Friday, May 13, 2005

The Best Distribution

Suppose we have a group of people, none of whom are more deserving of reward than the others. Further suppose that we have a bunch of resources to share around them. What would be the best way to distribute the resources?

Should we care about the outcome, or only the distributive procedure? For example, we could divide up the resources equally, or else we could aim for the outcome of everyone having equal resources. In the latter case, people who were poorer to begin with would receive a greater share of the new resources. Which approach is better? (Compare telic and deontic egalitarianism.)

This also raises the question of what we should be equalizing. So far I've assumed equality of resources. But note that some people might need more resources to get the same benefit to their well-being as others. So it might be fairer to aim at equality of welfare (i.e. utility), instead.

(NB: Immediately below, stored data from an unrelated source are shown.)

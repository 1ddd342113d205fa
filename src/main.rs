//! tvlink - Android TV power and input control over ADB
//!
//! This is the binary entry point. All logic lives in the library.

use std::path::PathBuf;

use clap::{Parser, Subcommand};
use tvlink_app::config::{default_config_path, init_config};

/// tvlink - Android TV power and input control over ADB
#[derive(Parser, Debug)]
#[command(name = "tvlink")]
#[command(about = "Bridge Android TVs to a smart-home accessory layer over ADB", long_about = None)]
struct Args {
    /// Path to the configuration file
    #[arg(long, short, env = "TVLINK_CONFIG", value_name = "PATH")]
    config: Option<PathBuf>,

    /// Mirror logs to stderr
    #[arg(long, short)]
    verbose: bool,

    #[command(subcommand)]
    command: Option<Command>,
}

#[derive(Subcommand, Debug)]
enum Command {
    /// Run device sessions; NDJSON events on stdout, intents on stdin
    Run,
    /// Reconcile every device once and print its state
    Status,
    /// Write a starter configuration file
    Init,
}

#[tokio::main]
async fn main() -> color_eyre::Result<()> {
    color_eyre::install()?;
    let args = Args::parse();

    tvlink_core::logging::init(args.verbose)?;

    let config_path = args.config.unwrap_or_else(default_config_path);

    match args.command.unwrap_or(Command::Run) {
        Command::Run => tvlink::run_headless(&config_path).await?,
        Command::Status => tvlink::print_status(&config_path).await?,
        Command::Init => {
            if init_config(&config_path)? {
                eprintln!("Created {}", config_path.display());
            } else {
                eprintln!("{} already exists", config_path.display());
            }
        }
    }

    Ok(())
}
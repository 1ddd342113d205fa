//! Locating the adb executable

use std::path::{Path, PathBuf};

/// Resolved adb executable
#[derive(Debug, Clone, PartialEq, Eq)]
pub struct AdbTool {
    pub path: PathBuf,
    /// False when nothing was found and `path` is the bare fallback name
    pub found: bool,
}

impl AdbTool {
    /// Resolve adb, preferring an explicitly configured path
    ///
    /// Lookup order: configured path, `PATH`, `$ANDROID_HOME/platform-tools`,
    /// `$ANDROID_SDK_ROOT/platform-tools`. Falls back to plain `adb` so the
    /// runner still produces a clear not-found error.
    pub fn locate(configured: Option<&Path>) -> Self {
        if let Some(path) = configured {
            return Self {
                path: path.to_path_buf(),
                found: path.exists(),
            };
        }

        for candidate in Self::candidate_paths() {
            if let Ok(resolved) = which::which(&candidate) {
                tracing::debug!("Using adb at {}", resolved.display());
                return Self {
                    path: resolved,
                    found: true,
                };
            }
        }

        tracing::debug!("adb not found in PATH or Android SDK locations");
        Self {
            path: PathBuf::from("adb"),
            found: false,
        }
    }

    /// Get list of paths to try for the adb command
    fn candidate_paths() -> Vec<PathBuf> {
        let mut paths = vec![PathBuf::from("adb")];

        for var in ["ANDROID_HOME", "ANDROID_SDK_ROOT"] {
            if let Ok(sdk) = std::env::var(var) {
                paths.push(Path::new(&sdk).join("platform-tools").join("adb"));
            }
        }

        paths
    }

    /// Get user-friendly message for a missing adb
    pub fn unavailable_message(&self) -> Option<&'static str> {
        if self.found {
            None
        } else {
            Some("adb not found. Install Android platform-tools or set [adb] path in the config.")
        }
    }
}

#[cfg(test)]
mod tests {
    use super::*;
    use serial_test::serial;

    #[test]
    fn test_configured_path_wins() {
        let tool = AdbTool::locate(Some(Path::new("/opt/platform-tools/adb")));
        assert_eq!(tool.path, PathBuf::from("/opt/platform-tools/adb"));
    }

    #[test]
    #[serial]
    fn test_candidate_paths_include_android_home() {
        std::env::set_var("ANDROID_HOME", "/test/android");
        let paths = AdbTool::candidate_paths();
        assert!(paths
            .iter()
            .any(|p| p == Path::new("/test/android/platform-tools/adb")));
        std::env::remove_var("ANDROID_HOME");
    }

    #[test]
    #[serial]
    fn test_candidate_paths_include_default() {
        let paths = AdbTool::candidate_paths();
        assert_eq!(paths[0], PathBuf::from("adb"));
    }

    #[test]
    fn test_unavailable_message() {
        let missing = AdbTool {
            path: PathBuf::from("adb"),
            found: false,
        };
        assert!(missing.unavailable_message().is_some());

        let present = AdbTool {
            path: PathBuf::from("/usr/bin/adb"),
            found: true,
        };
        assert!(present.unavailable_message().is_none());
    }
}
//! Parsing of adb command output into typed facts
//!
//! All functions here are pure. Malformed input fails closed: a power query
//! that does not say exactly `true` is "off", and a focused-window dump
//! without the `<package>/<activity>` structure is a parse error.

use std::sync::LazyLock;

use regex::Regex;
use tvlink_core::prelude::*;
use tvlink_core::ProductIdentity;

/// Activity names that mean the home screen is focused
pub const DEFAULT_LAUNCHER_ACTIVITIES: &[&str] = &["Launcher", "MainActivity", "RecentsTvActivity"];

/// `<package>/<activity>` as it appears inside an `ActivityRecord{...}`
static COMPONENT_PATTERN: LazyLock<Regex> =
    LazyLock::new(|| Regex::new(r"([^\s/{}]+)/(\S+)").expect("Invalid component pattern regex"));

/// What the window manager reports as focused
#[derive(Debug, Clone, PartialEq, Eq)]
pub enum FocusedApp {
    /// The home screen / launcher
    Launcher,
    /// Any other application, identified by its package
    Package(String),
}

/// Interpret the output of the power-state query
///
/// Exactly `true` after trimming means on. Case matters.
pub fn parse_power(output: &str) -> bool {
    output.trim() == "true"
}

/// Parse the three `getprop` lines: model, manufacturer, serial
///
/// A missing or blank serial yields `serial: None`; substituting the device
/// address is the caller's job.
pub fn parse_product_info(output: &str) -> Result<ProductIdentity> {
    let mut fields = output.lines().map(str::trim);

    let model = fields.next().unwrap_or_default();
    let manufacturer = fields.next().unwrap_or_default();
    let serial = fields.next().filter(|s| !s.is_empty());

    if model.is_empty() || manufacturer.is_empty() {
        return Err(Error::parse(format!(
            "expected model and manufacturer lines, got {:?}",
            output
        )));
    }

    Ok(ProductIdentity {
        model: model.to_string(),
        manufacturer: manufacturer.to_string(),
        serial: serial.map(str::to_string),
    })
}

/// Parse a focused-window line such as
/// `mFocusedApp=ActivityRecord{eb72d8f u0 org.droidtv.playtv/.PlayTvActivity t30}`
///
/// The activity class is compared against `launcher_activities` by substring.
pub fn parse_focused_source<S: AsRef<str>>(
    output: &str,
    launcher_activities: &[S],
) -> Result<FocusedApp> {
    let caps = output
        .lines()
        .find_map(|line| COMPONENT_PATTERN.captures(line))
        .ok_or_else(|| Error::parse(format!("no package/activity in {:?}", output.trim())))?;

    let package = &caps[1];
    let activity = caps[2].trim_end_matches('}');

    if activity.is_empty() {
        return Err(Error::parse(format!("empty activity in {:?}", output.trim())));
    }

    let is_launcher = launcher_activities
        .iter()
        .map(AsRef::as_ref)
        .any(|name| !name.is_empty() && activity.contains(name));

    if is_launcher {
        Ok(FocusedApp::Launcher)
    } else {
        Ok(FocusedApp::Package(package.to_string()))
    }
}

/// Connection state of an `adb devices` entry
#[derive(Debug, Clone, PartialEq, Eq)]
pub enum DeviceEntryState {
    Device,
    Offline,
    Unauthorized,
    Other(String),
}

/// One line of `adb devices`
#[derive(Debug, Clone, PartialEq, Eq)]
pub struct DeviceEntry {
    pub serial: String,
    pub state: DeviceEntryState,
}

impl DeviceEntry {
    /// Whether this entry is the device at `address`
    ///
    /// `adb connect 10.0.0.5` lists the device as `10.0.0.5:5555`.
    pub fn matches_address(&self, address: &str) -> bool {
        self.serial == address
            || self
                .serial
                .strip_prefix(address)
                .is_some_and(|rest| rest.starts_with(':'))
    }

    pub fn is_usable(&self) -> bool {
        self.state == DeviceEntryState::Device
    }
}

/// Parse the output of `adb devices`
///
/// The header and daemon start-up chatter (`* daemon started ...`) are skipped.
pub fn parse_device_list(output: &str) -> Vec<DeviceEntry> {
    output
        .lines()
        .map(str::trim)
        .filter(|line| !line.is_empty() && !line.starts_with("List of devices") && !line.starts_with('*'))
        .filter_map(|line| {
            let mut parts = line.split_whitespace();
            let serial = parts.next()?;
            let state = match parts.next()? {
                "device" => DeviceEntryState::Device,
                "offline" => DeviceEntryState::Offline,
                "unauthorized" => DeviceEntryState::Unauthorized,
                other => DeviceEntryState::Other(other.to_string()),
            };
            Some(DeviceEntry {
                serial: serial.to_string(),
                state,
            })
        })
        .collect()
}

#[cfg(test)]
mod tests {
    use super::*;

    const PHILIPS_FOCUS: &str = "mFocusedApp=AppWindowToken{e3cc25 token=Token{f7a281c ActivityRecord{eb72d8f u0 org.droidtv.playtv/.PlayTvActivity t30}}}";

    #[test]
    fn test_parse_power_exact_true() {
        assert!(parse_power("true"));
        assert!(parse_power("true\n"));
        assert!(parse_power("  true \r\n"));
    }

    #[test]
    fn test_parse_power_everything_else_is_off() {
        assert!(!parse_power(""));
        assert!(!parse_power("false"));
        assert!(!parse_power("True"));
        assert!(!parse_power("TRUE"));
        assert!(!parse_power("true true"));
        assert!(!parse_power("truee"));
        assert!(!parse_power("error: device offline"));
    }

    #[test]
    fn test_parse_product_info_three_lines() {
        let product = parse_product_info("55OLED806/12\nPhilips\nFZ1A2345678\n").unwrap();
        assert_eq!(product.model, "55OLED806/12");
        assert_eq!(product.manufacturer, "Philips");
        assert_eq!(product.serial.as_deref(), Some("FZ1A2345678"));
    }

    #[test]
    fn test_parse_product_info_missing_serial() {
        let product = parse_product_info("SHIELD Android TV\nNVIDIA\n").unwrap();
        assert_eq!(product.serial, None);

        let product = parse_product_info("SHIELD Android TV\nNVIDIA\n   \n").unwrap();
        assert_eq!(product.serial, None);
    }

    #[test]
    fn test_parse_product_info_malformed() {
        assert!(parse_product_info("").is_err());
        assert!(parse_product_info("OnlyModel").is_err());
    }

    #[test]
    fn test_parse_focused_package() {
        let focused = parse_focused_source(PHILIPS_FOCUS, DEFAULT_LAUNCHER_ACTIVITIES).unwrap();
        assert_eq!(focused, FocusedApp::Package("org.droidtv.playtv".to_string()));
    }

    #[test]
    fn test_parse_focused_launcher() {
        let line = "mFocusedApp=ActivityRecord{8b7b1ad u0 com.google.android.tvlauncher/.MainActivity t1}";
        let focused = parse_focused_source(line, DEFAULT_LAUNCHER_ACTIVITIES).unwrap();
        assert_eq!(focused, FocusedApp::Launcher);

        let line = "mFocusedApp=ActivityRecord{1 u0 com.android.systemui/.recents.RecentsTvActivity t2}";
        assert_eq!(
            parse_focused_source(line, DEFAULT_LAUNCHER_ACTIVITIES).unwrap(),
            FocusedApp::Launcher
        );
    }

    #[test]
    fn test_parse_focused_custom_launcher_names() {
        let names = vec!["PlayTvActivity".to_string()];
        assert_eq!(
            parse_focused_source(PHILIPS_FOCUS, &names).unwrap(),
            FocusedApp::Launcher
        );

        let none: [&str; 0] = [];
        assert_eq!(
            parse_focused_source(PHILIPS_FOCUS, &none).unwrap(),
            FocusedApp::Package("org.droidtv.playtv".to_string())
        );
    }

    #[test]
    fn test_parse_focused_takes_first_component_line() {
        let output = "  mFocusedApp=null\n  mFocusedApp=ActivityRecord{2 u0 com.netflix.ninja/.MainActivity t4}\n";
        let names = ["Launcher"];
        assert_eq!(
            parse_focused_source(output, &names).unwrap(),
            FocusedApp::Package("com.netflix.ninja".to_string())
        );
    }

    #[test]
    fn test_parse_focused_malformed() {
        assert!(parse_focused_source("", DEFAULT_LAUNCHER_ACTIVITIES).is_err());
        assert!(parse_focused_source("mFocusedApp=null", DEFAULT_LAUNCHER_ACTIVITIES).is_err());
        assert!(matches!(
            parse_focused_source("no structure here", DEFAULT_LAUNCHER_ACTIVITIES),
            Err(Error::Parse { .. })
        ));
    }

    #[test]
    fn test_parse_device_list() {
        let output = "* daemon not running; starting now at tcp:5037\n* daemon started successfully\nList of devices attached\n192.168.1.20:5555\tdevice\nemulator-5554\toffline\n10.0.0.7:5555\tunauthorized\n\n";
        let devices = parse_device_list(output);

        assert_eq!(devices.len(), 3);
        assert_eq!(devices[0].serial, "192.168.1.20:5555");
        assert!(devices[0].is_usable());
        assert_eq!(devices[1].state, DeviceEntryState::Offline);
        assert_eq!(devices[2].state, DeviceEntryState::Unauthorized);
    }

    #[test]
    fn test_parse_device_list_empty() {
        assert!(parse_device_list("List of devices attached\n").is_empty());
        assert!(parse_device_list("").is_empty());
    }

    #[test]
    fn test_device_entry_matches_address() {
        let entry = DeviceEntry {
            serial: "192.168.1.20:5555".to_string(),
            state: DeviceEntryState::Device,
        };
        assert!(entry.matches_address("192.168.1.20"));
        assert!(entry.matches_address("192.168.1.20:5555"));
        assert!(!entry.matches_address("192.168.1.2"));
        assert!(!entry.matches_address("192.168.1.200"));
    }
}
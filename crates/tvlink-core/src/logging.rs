//! Logging configuration using tracing

use std::path::PathBuf;
use tracing_appender::rolling::{RollingFileAppender, Rotation};
use tracing_subscriber::{fmt, prelude::*, EnvFilter};

use crate::error::Result;

/// Environment variable holding the log filter directive
pub const LOG_ENV: &str = "TVLINK_LOG";

/// Initialize the logging subsystem
///
/// Logs are written to `~/.local/share/tvlink/logs/` and, when `to_stderr`
/// is set, mirrored to stderr. Stdout is left alone so headless mode can use
/// it for NDJSON events.
///
/// # Examples
/// ```bash
/// TVLINK_LOG=debug tvlink run
/// TVLINK_LOG=tvlink_adb=trace tvlink run
/// ```
pub fn init(to_stderr: bool) -> Result<()> {
    let log_dir = get_log_directory()?;
    std::fs::create_dir_all(&log_dir)?;

    let file_appender = RollingFileAppender::new(Rotation::DAILY, &log_dir, "tvlink.log");

    // Default to info, allow override via TVLINK_LOG
    let env_filter = EnvFilter::try_from_env(LOG_ENV).unwrap_or_else(|_| EnvFilter::new("info"));

    let stderr_layer = to_stderr.then(|| {
        fmt::layer()
            .with_writer(std::io::stderr)
            .with_target(false)
            .compact()
    });

    tracing_subscriber::registry()
        .with(env_filter)
        .with(
            fmt::layer()
                .with_writer(file_appender)
                .with_ansi(false)
                .with_target(true)
                .with_thread_ids(false)
                .with_file(true)
                .with_line_number(true)
                .with_timer(fmt::time::ChronoLocal::new(
                    "%Y-%m-%d %H:%M:%S%.3f".to_string(),
                )),
        )
        .with(stderr_layer)
        .init();

    tracing::info!("═══════════════════════════════════════════════════════");
    tracing::info!("tvlink starting");
    tracing::info!("Log directory: {}", log_dir.display());
    tracing::info!("═══════════════════════════════════════════════════════");

    Ok(())
}

/// Get the log directory path
fn get_log_directory() -> Result<PathBuf> {
    let base = dirs::data_local_dir().unwrap_or_else(|| PathBuf::from("."));
    Ok(base.join("tvlink").join("logs"))
}

/// Get the log file path for the current day
pub fn get_current_log_file() -> Result<PathBuf> {
    let dir = get_log_directory()?;
    Ok(dir.join("tvlink.log"))
}
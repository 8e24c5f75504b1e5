//! Deterministic TF-IDF engine for matching developer skills to projects.
//!
//! `devmatch-core` provides text normalization, corpus-wide IDF statistics,
//! TF-IDF scoring with per-term explanations, and stable top-N ranking. All
//! operations are deterministic: identical inputs always produce identical
//! outputs, byte-for-byte, with no I/O and no cross-call state.
//!
//! See <https://github.com/devmatchhq/devmatch> for the full platform.

pub mod project;
pub mod ranking;
pub mod text;
pub mod types;
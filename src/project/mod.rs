pub mod record;

pub use crate::types::identifiers::ProjectId;
pub use record::Project;
use crate::text::stats::{CorpusIdf, TermCounts};
use crate::text::tokenizer::Term;
use crate::types::recommendation::{ScoreDetails, TermWeight};

pub trait Scorer {
    fn score(&self, skill_terms: &[Term], project_terms: &[Term], idf: &CorpusIdf) -> ScoreDetails;

    fn score_value(&self, details: &ScoreDetails) -> f64 {
        let score: f64 = details.matched_terms.iter().map(|m| m.weight).sum();
        debug_assert!(score >= 0.0, "score {score} must be non-negative");
        score
    }
}

/// v0: Dot-product TF-IDF similarity over the query/document intersection.
///
/// Not length-normalized: scores are unbounded above and comparable only
/// within a single pass over one corpus.
#[derive(Default)]
pub struct TfIdfScorer;

impl Scorer for TfIdfScorer {
    fn score(&self, skill_terms: &[Term], project_terms: &[Term], idf: &CorpusIdf) -> ScoreDetails {
        let skill_counts = TermCounts::from_terms(skill_terms);
        let project_counts = TermCounts::from_terms(project_terms);

        // Accumulate tf(query) * tf(project) * idf over shared terms, in
        // term order. Terms the project lacks contribute nothing; so do
        // terms present in every document, whose idf is 0.
        let mut matched_terms = Vec::new();
        for (term, skill_count) in skill_counts.iter() {
            let project_count = project_counts.get(term);
            if project_count == 0 {
                continue;
            }

            let weight = idf.weight(term);
            if weight == 0.0 {
                continue;
            }

            matched_terms.push(TermWeight {
                term: term.clone(),
                weight: skill_count as f64 * project_count as f64 * weight,
            });
        }

        ScoreDetails {
            matched_terms,
            project_term_count: project_terms.len(),
        }
    }
}
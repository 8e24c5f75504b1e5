//! Shared types crossing module boundaries.

pub mod identifiers;
pub mod recommendation;

pub use identifiers::{CorpusFingerprint, ProjectId};
pub use recommendation::{
    RankedProject, Recommendation, RecommendationMetadata, RecommendationWhy, RecommendError,
    ScoreDetails, ScoredProject, SkillProfile, TermWeight,
};
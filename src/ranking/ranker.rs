use std::cmp::Ordering;

use crate::types::recommendation::{RankedProject, RecommendationWhy, ScoredProject};

pub struct RankOutcome<'a> {
    pub projects: Vec<RankedProject<'a>>,
    pub projects_considered: usize,
    pub projects_returned: usize,
}

/// Order scored projects by descending score and keep the first `limit`.
///
/// The sort is stable: projects with equal scores stay in the order the
/// caller supplied them. That tie policy is part of the output contract,
/// not an accident of the sort algorithm.
pub fn rank_top(mut scored: Vec<ScoredProject<'_>>, limit: usize) -> RankOutcome<'_> {
    let projects_considered = scored.len();

    // Descending score; Equal for ties keeps the stable sort's input order.
    scored.sort_by(|a, b| b.score.partial_cmp(&a.score).unwrap_or(Ordering::Equal));
    scored.truncate(limit);

    debug_assert!(scored.windows(2).all(|w| w[0].score >= w[1].score));

    let projects: Vec<RankedProject<'_>> = scored
        .into_iter()
        .map(|entry| RankedProject {
            project: entry.project,
            score: entry.score,
            why: RecommendationWhy {
                matched_terms: entry.details.matched_terms,
                project_term_count: entry.details.project_term_count,
            },
        })
        .collect();

    let projects_returned = projects.len();

    RankOutcome {
        projects,
        projects_considered,
        projects_returned,
    }
}
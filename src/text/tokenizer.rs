use serde::{Deserialize, Serialize};

/// A normalized index term: non-empty, lowercase, whitespace-free, and
/// restricted to alphanumerics and hyphens.
///
/// Terms are produced by [`tokenize`], which enforces those invariants. The
/// ordering derives keep every downstream term map iterating in a stable
/// order, which the scoring pipeline relies on for reproducible output.
#[derive(Debug, Clone, PartialEq, Eq, PartialOrd, Ord, Hash, Serialize, Deserialize)]
#[serde(transparent)]
pub struct Term(String);

impl Term {
    pub fn as_str(&self) -> &str {
        &self.0
    }
}

/// Split free text into index terms.
///
/// Lowercases the input, strips every character that is neither alphanumeric
/// nor a hyphen, splits on whitespace runs, and drops tokens that strip down
/// to nothing. Malformed or empty input yields an empty sequence, never an
/// error. Re-tokenizing the space-joined output is a no-op.
pub fn tokenize(text: &str) -> Vec<Term> {
    text.to_lowercase()
        .split_whitespace()
        .filter_map(|word| {
            let cleaned: String = word
                .chars()
                .filter(|c| c.is_alphanumeric() || *c == '-')
                .collect();
            if cleaned.is_empty() {
                None
            } else {
                Some(Term(cleaned))
            }
        })
        .collect()
}
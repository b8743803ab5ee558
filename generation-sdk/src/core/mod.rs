//! Core abstractions for the generation layer
//!
//! - `CompletionTransport`: one attempt against a generation provider
//! - `ResilientTransport`: bounded retries, backoff and timeouts around a transport

use std::sync::Arc;

use async_trait::async_trait;
use tokio_util::sync::CancellationToken;

use crate::error::Result;
use crate::resilience::{RetryExecutor, RetryOutcome, RetryPolicy};
use crate::services::provider::ChatCompletionRequest;

/// Raw text of a completion and its token cost
#[derive(Debug, Clone, PartialEq, Eq)]
pub struct Completion {
    pub text: String,
    pub tokens_used: Option<u32>,
}

/// A single attempt against a generation provider.
///
/// Implementations classify every failure into an `ErrorKind` themselves;
/// callers never inspect error messages.
#[async_trait]
pub trait CompletionTransport: Send + Sync {
    /// The transport name used in logs
    fn name(&self) -> &str;

    /// Check the credential and endpoint before any request is built
    fn ensure_configured(&self) -> Result<()> {
        Ok(())
    }

    /// Perform one completion call
    async fn complete(&self, request: &ChatCompletionRequest) -> Result<Completion>;
}

/// Transport wrapper that applies a retry policy to every call
#[derive(Clone)]
pub struct ResilientTransport {
    inner: Arc<dyn CompletionTransport>,
}

impl ResilientTransport {
    /// Wrap a single-attempt transport
    pub fn new(inner: Arc<dyn CompletionTransport>) -> Self {
        Self { inner }
    }

    /// The wrapped transport
    pub fn inner(&self) -> &Arc<dyn CompletionTransport> {
        &self.inner
    }

    /// Execute `payload` under `policy`, ending in raw text or a terminal error kind
    pub async fn execute(
        &self,
        payload: &ChatCompletionRequest,
        policy: &RetryPolicy,
        cancel: &CancellationToken,
    ) -> RetryOutcome<Completion> {
        let executor = RetryExecutor::new(policy.clone());
        let transport = &self.inner;
        executor
            .execute(cancel, |attempt| {
                tracing::debug!(attempt, transport = transport.name(), "ATTEMPTING");
                transport.complete(payload)
            })
            .await
    }
}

Finally, we might not care (intrinsically) about the distribution at all. We might just want to maximize well-being, no matter whose it is. This seems the more impartial approach.

This would treat people in the opposite way to the "equality of welfare" approach. According to equality of welfare, we should expend the most resources on those who benefit the least from them, to help compensate for their inability to use resources efficiently. Utilitarianism, by contrast, would recommend distributing resources in the most effective way possible. If some people cannot make good use of the resources, then they should instead be given to those who would get a greater benefit from them.

The greatest problem with taking "equality of welfare" as our goal is that it creates the potential for "utility drains", i.e. someone who is so bad at at converting resources into well-being, that we end up wasting nearly all our resources on them, and to little effect.

Utilitarianism faces the opposite objection, in that there might be a "utility monster" who would be made so incredibly happy by each additional resource that his interests would outweigh everyone else's, and he alone would receive all the resources. That seems unfair. But I don't think this objection is so serious. It's just so implausible, given what we intuitively know about decreasing marginal utility and so forth, that I'm not sure we can even imagine it properly. (So when we call it "unfair", we may instead be imagining a case where the man's happiness did not in fact outweigh the opportunity costs suffered by all the others.)

In any case, this is clearly preferable to the "utility drain" which can result from equality of welfare. So we are left with three options: utilitarianism, procedural resource egalitarianism, and 'outcome' resource egalitarianism.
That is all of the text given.